• TASK TO COMPLETE: If a line in the records contains the word "against", count it; state the resulting number and nothing more.

• DATA IN THIS EXERCISE:
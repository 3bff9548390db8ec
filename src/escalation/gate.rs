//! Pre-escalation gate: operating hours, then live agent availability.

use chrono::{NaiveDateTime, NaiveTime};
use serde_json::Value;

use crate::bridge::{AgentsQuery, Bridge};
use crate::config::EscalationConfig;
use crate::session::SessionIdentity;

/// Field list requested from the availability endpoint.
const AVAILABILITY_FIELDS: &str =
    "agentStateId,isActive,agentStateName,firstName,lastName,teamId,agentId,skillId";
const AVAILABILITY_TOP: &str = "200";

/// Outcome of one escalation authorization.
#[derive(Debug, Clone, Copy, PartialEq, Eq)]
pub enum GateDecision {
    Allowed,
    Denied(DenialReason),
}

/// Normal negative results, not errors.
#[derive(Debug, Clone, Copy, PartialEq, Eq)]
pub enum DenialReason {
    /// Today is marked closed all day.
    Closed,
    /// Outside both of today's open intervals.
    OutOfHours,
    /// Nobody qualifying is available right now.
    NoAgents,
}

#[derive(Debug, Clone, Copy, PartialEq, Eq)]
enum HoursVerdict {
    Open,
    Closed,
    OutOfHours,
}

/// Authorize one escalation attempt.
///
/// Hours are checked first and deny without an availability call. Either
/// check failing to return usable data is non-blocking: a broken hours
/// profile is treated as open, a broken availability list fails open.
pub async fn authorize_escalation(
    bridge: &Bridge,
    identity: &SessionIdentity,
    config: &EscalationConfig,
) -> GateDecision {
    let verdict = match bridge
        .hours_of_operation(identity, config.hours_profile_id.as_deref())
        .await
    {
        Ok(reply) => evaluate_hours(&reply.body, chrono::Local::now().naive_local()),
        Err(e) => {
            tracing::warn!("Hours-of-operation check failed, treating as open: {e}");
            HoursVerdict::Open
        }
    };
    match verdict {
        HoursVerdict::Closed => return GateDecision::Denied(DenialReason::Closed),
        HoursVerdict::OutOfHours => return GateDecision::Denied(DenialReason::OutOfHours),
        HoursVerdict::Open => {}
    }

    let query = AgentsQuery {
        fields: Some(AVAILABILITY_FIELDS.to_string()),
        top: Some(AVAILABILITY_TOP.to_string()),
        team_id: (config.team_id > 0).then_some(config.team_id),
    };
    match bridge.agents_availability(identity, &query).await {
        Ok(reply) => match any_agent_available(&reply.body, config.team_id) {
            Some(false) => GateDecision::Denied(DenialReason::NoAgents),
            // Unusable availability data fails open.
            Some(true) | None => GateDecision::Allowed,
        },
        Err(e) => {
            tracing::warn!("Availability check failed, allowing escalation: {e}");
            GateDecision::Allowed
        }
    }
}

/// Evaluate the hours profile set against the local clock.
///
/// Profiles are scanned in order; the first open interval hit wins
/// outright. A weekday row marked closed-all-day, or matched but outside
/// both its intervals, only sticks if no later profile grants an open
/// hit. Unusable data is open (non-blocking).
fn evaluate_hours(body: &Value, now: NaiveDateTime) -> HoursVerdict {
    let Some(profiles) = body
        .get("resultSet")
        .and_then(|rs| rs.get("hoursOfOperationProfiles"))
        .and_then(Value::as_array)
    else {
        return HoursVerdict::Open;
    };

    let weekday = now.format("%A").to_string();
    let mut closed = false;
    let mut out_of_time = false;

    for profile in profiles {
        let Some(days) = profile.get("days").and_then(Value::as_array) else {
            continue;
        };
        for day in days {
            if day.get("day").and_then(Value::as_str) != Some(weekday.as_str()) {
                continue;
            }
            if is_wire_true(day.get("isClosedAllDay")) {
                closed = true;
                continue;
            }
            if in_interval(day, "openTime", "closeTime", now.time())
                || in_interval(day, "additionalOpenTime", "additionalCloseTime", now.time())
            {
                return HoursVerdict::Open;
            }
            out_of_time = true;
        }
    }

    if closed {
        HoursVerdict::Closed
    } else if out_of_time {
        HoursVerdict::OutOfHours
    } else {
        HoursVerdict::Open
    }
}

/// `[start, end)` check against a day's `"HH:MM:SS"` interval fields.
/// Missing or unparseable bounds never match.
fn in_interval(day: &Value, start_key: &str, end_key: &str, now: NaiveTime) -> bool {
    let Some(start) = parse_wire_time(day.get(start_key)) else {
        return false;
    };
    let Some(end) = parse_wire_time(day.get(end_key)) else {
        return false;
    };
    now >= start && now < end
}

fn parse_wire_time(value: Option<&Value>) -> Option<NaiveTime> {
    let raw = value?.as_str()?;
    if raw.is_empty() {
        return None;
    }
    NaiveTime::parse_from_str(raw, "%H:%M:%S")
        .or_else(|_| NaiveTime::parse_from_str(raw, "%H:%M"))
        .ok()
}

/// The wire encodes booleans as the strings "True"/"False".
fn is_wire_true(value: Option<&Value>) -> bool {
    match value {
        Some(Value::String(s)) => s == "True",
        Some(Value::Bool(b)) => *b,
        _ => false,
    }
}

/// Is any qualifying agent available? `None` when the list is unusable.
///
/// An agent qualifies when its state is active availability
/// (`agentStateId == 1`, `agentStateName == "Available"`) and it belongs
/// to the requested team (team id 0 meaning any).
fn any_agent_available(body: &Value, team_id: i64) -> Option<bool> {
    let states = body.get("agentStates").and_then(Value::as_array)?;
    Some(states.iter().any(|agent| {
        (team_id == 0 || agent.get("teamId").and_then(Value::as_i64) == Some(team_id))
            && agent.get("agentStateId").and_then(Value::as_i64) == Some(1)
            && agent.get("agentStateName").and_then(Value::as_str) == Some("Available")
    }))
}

• SOLUTION TO THE EXERCISE: 2